On 07/31/2012 03:54 PM, Alexander Neundorf wrote:
> On Tuesday 31 July 2012, Brad King wrote:
>> I think a better solution is to allow specific package locations
>> to be explicitly disallowed by the user. This gives them an
>> option to deal with broken packages if they are not an admin
>> on the machine capable of fixing it.
> 
> They can already right now set CMAKE_DISABLE_FIND_PACKAGE_<package> to TRUE.
> 
> Is this good enough ?

Yes, I think so.  If a user wants a specific non-broken package to
be used then s/he can set <package>_DIR to that location to skip over
the broken one.  If the user wants to disable the package then this
setting provides that option.

> (the documentation for this is at the very end of the find_package()
> documentation, maybe it should move up to one of the first paragraphs.

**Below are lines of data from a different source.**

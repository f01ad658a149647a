//! Unified multi-asset simulation: one strategy over many assets sharing a
//! single cash pool.

use crate::domain::asset::{build_unified_timeline, Asset};
use crate::domain::error::StratlabError;
use crate::domain::evaluator::{evaluate_bar, EvalContext};
use crate::domain::indicator_set::IndicatorSet;
use crate::domain::ledger::{Attribution, EventType, Ledger, Reason};
use crate::domain::node::{collect_modifiers, extract_requirements, StrategyNode};
use crate::domain::portfolio::{PortfolioEvent, UnifiedPortfolioState};
use crate::ports::label_port::LabelPort;
use chrono::NaiveDate;
use std::collections::HashMap;
use tracing::debug;

#[derive(Debug, Clone, PartialEq)]
#[cfg_attr(feature = "serde", derive(serde::Serialize))]
pub struct AssetSummary {
    pub symbol: String,
    pub units: f64,
    pub last_price: f64,
    pub value: f64,
    pub buys: usize,
    pub sells: usize,
    pub skipped: usize,
}

#[derive(Debug, Clone, PartialEq)]
#[cfg_attr(feature = "serde", derive(serde::Serialize))]
pub struct UnifiedResult {
    pub initial_cash: f64,
    pub final_cash: f64,
    pub final_value: f64,
    pub profit: f64,
    pub profit_percentage: f64,
    pub events: Vec<PortfolioEvent>,
    pub assets: Vec<AssetSummary>,
}

struct PreparedAsset<'a> {
    asset: &'a Asset,
    date_index: HashMap<NaiveDate, usize>,
    indicators: IndicatorSet,
}

/// Run `nodes` over every asset on the union of their dates.
///
/// On each date the assets are evaluated in the order given, against one
/// shared cash balance: an earlier asset can spend cash that a later asset
/// wanted on the same day. Callers control priority through this order.
///
/// With no nodes the cash is split evenly and each asset is bought on its
/// first bar.
pub fn run_unified_portfolio_simulation(
    assets: &[Asset],
    nodes: &[StrategyNode],
    initial_cash: f64,
    labels: &dyn LabelPort,
) -> Result<UnifiedResult, StratlabError> {
    if assets.is_empty() {
        return Err(StratlabError::NoAssets);
    }
    if nodes.is_empty() {
        return run_even_split(assets, initial_cash, labels);
    }

    let requirements = extract_requirements(nodes);
    let modifiers = collect_modifiers(nodes);
    let prepared: Vec<PreparedAsset<'_>> = assets
        .iter()
        .map(|asset| PreparedAsset {
            asset,
            date_index: asset.date_index(),
            indicators: IndicatorSet::compute(&asset.bars, &requirements),
        })
        .collect();

    let mut state = UnifiedPortfolioState::new(initial_cash);
    for date in build_unified_timeline(assets) {
        for entry in &prepared {
            let Some(&index) = entry.date_index.get(&date) else {
                continue;
            };
            let symbol = entry.asset.symbol.as_str();
            state.mark(symbol, entry.asset.bars[index].close);
            let ctx = EvalContext {
                bars: &entry.asset.bars,
                indicators: &entry.indicators,
                index,
                labels,
            };
            let mut ledger = state.ledger_for(symbol, date);
            evaluate_bar(nodes, &modifiers, &ctx, &mut ledger);
        }
    }

    finish(assets, initial_cash, state)
}

fn run_even_split(
    assets: &[Asset],
    initial_cash: f64,
    labels: &dyn LabelPort,
) -> Result<UnifiedResult, StratlabError> {
    let share = initial_cash / assets.len() as f64;
    let reason = labels.describe(&Reason::EvenSplit {
        assets: assets.len(),
    });

    let indexes: Vec<_> = assets.iter().map(Asset::date_index).collect();
    let mut state = UnifiedPortfolioState::new(initial_cash);
    for date in build_unified_timeline(assets) {
        for (asset, date_index) in assets.iter().zip(&indexes) {
            let Some(&index) = date_index.get(&date) else {
                continue;
            };
            let close = asset.bars[index].close;
            state.mark(&asset.symbol, close);
            if index == 0 {
                let attribution = Attribution {
                    reason: reason.clone(),
                    source: None,
                };
                state
                    .ledger_for(&asset.symbol, date)
                    .buy(share, close, attribution, labels);
            }
        }
    }

    finish(assets, initial_cash, state)
}

fn finish(
    assets: &[Asset],
    initial_cash: f64,
    state: UnifiedPortfolioState,
) -> Result<UnifiedResult, StratlabError> {
    let final_value = state.total_value();
    if !final_value.is_finite() {
        return Err(StratlabError::NonFiniteResult { value: final_value });
    }

    let summaries = assets
        .iter()
        .map(|asset| {
            let holding = state.holding(&asset.symbol);
            let last_price = state
                .last_prices
                .get(&asset.symbol)
                .copied()
                .unwrap_or(0.0);
            let count = |event: EventType| {
                state
                    .events
                    .iter()
                    .filter(|e| e.symbol == asset.symbol && e.event_type == event)
                    .count()
            };
            AssetSummary {
                symbol: asset.symbol.clone(),
                units: holding.units,
                last_price,
                value: holding.market_value(last_price),
                buys: count(EventType::Buy),
                sells: count(EventType::Sell),
                skipped: count(EventType::SkipBuy) + count(EventType::SkipSell),
            }
        })
        .collect();

    let profit = final_value - initial_cash;
    let profit_percentage = if initial_cash > 0.0 {
        profit / initial_cash * 100.0
    } else {
        0.0
    };

    debug!(
        assets = assets.len(),
        events = state.events.len(),
        final_value,
        "unified simulation complete"
    );

    Ok(UnifiedResult {
        initial_cash,
        final_cash: state.cash,
        final_value,
        profit,
        profit_percentage,
        events: state.events,
        assets: summaries,
    })
}
//! MACD (Moving Average Convergence Divergence) indicator.
//!
//! MACD Line = EMA(fast) - EMA(slow)
//! Signal Line = EMA(signal) over the defined portion of the MACD line
//! Histogram = MACD Line - Signal Line
//!
//! Default parameters: fast=12, slow=26, signal=9
//! Warmup: the line is defined from max(fast, slow) - 1, the signal and
//! histogram another (signal - 1) values later.

use super::{ema, Series};

pub const DEFAULT_FAST: usize = 12;
pub const DEFAULT_SLOW: usize = 26;
pub const DEFAULT_SIGNAL: usize = 9;

#[derive(Debug, Clone, PartialEq)]
pub struct Macd {
    pub line: Series,
    pub signal: Series,
    pub histogram: Series,
}

pub fn macd(values: &[f64], fast: usize, slow: usize, signal_period: usize) -> Macd {
    let ema_fast = ema(values, fast);
    let ema_slow = ema(values, slow);

    let line: Series = ema_fast
        .iter()
        .zip(&ema_slow)
        .map(|(f, s)| match (f, s) {
            (Some(f), Some(s)) => Some(f - s),
            _ => None,
        })
        .collect();

    let mut signal: Series = vec![None; values.len()];
    if let Some(start) = line.iter().position(Option::is_some) {
        let defined: Vec<f64> = line[start..].iter().map(|v| v.unwrap_or(0.0)).collect();
        for (offset, value) in ema(&defined, signal_period).into_iter().enumerate() {
            signal[start + offset] = value;
        }
    }

    let histogram = line
        .iter()
        .zip(&signal)
        .map(|(l, s)| match (l, s) {
            (Some(l), Some(s)) => Some(l - s),
            _ => None,
        })
        .collect();

    Macd {
        line,
        signal,
        histogram,
    }
}

pub fn macd_default(values: &[f64]) -> Macd {
    macd(values, DEFAULT_FAST, DEFAULT_SLOW, DEFAULT_SIGNAL)
}

#[cfg(test)]
mod tests {
    use super::*;
    use crate::domain::indicator::warmup_len;
    use approx::assert_relative_eq;

    fn ramp(n: usize) -> Vec<f64> {
        (0..n).map(|i| 100.0 + i as f64).collect()
    }

    #[test]
    fn macd_warmup_lengths() {
        let result = macd(&ramp(40), 3, 5, 4);
        assert_eq!(result.line.len(), 40);
        assert_eq!(warmup_len(&result.line), 4);
        assert_eq!(warmup_len(&result.signal), 4 + 3);
        assert_eq!(warmup_len(&result.histogram), 4 + 3);
    }

    #[test]
    fn macd_line_is_ema_difference() {
        let values = ramp(30);
        let result = macd(&values, 3, 5, 4);
        let fast = ema(&values, 3);
        let slow = ema(&values, 5);
        for i in 4..30 {
            assert_relative_eq!(result.line[i].unwrap(), fast[i].unwrap() - slow[i].unwrap());
        }
    }

    #[test]
    fn macd_histogram_is_line_minus_signal() {
        let values: Vec<f64> = (0..60).map(|i| 100.0 + (i as f64 * 0.3).sin() * 5.0).collect();
        let result = macd_default(&values);
        for i in 0..values.len() {
            if let (Some(l), Some(s), Some(h)) = (result.line[i], result.signal[i], result.histogram[i]) {
                assert_relative_eq!(h, l - s);
            }
        }
    }

    #[test]
    fn macd_constant_prices_are_zero() {
        let result = macd_default(&[50.0; 40]);
        for value in result.histogram.iter().flatten() {
            assert_relative_eq!(*value, 0.0);
        }
    }

    #[test]
    fn macd_too_short_is_undefined() {
        let result = macd_default(&ramp(10));
        assert!(result.line.iter().all(Option::is_none));
        assert!(result.signal.iter().all(Option::is_none));
    }
}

There is a lot of documentation in find_package.  Something has to
be at the end.  We can't repeatedly move up each thing that happens
to seem most pertinent at the moment.

Anyway, a user encountering such failure may be just trying to build
some software and not have written any CMake code.  They will not
think to look at the documentation of find_package for a solution.
The failure message would have to suggest the solution.  Perhaps we
just need to teach find_package to detect when the package is found
but the package configuration file generates an error.  If the
package is optional it can generate a message suggesting use of
CMAKE_DISABLE_FIND_PACKAGE_<package>.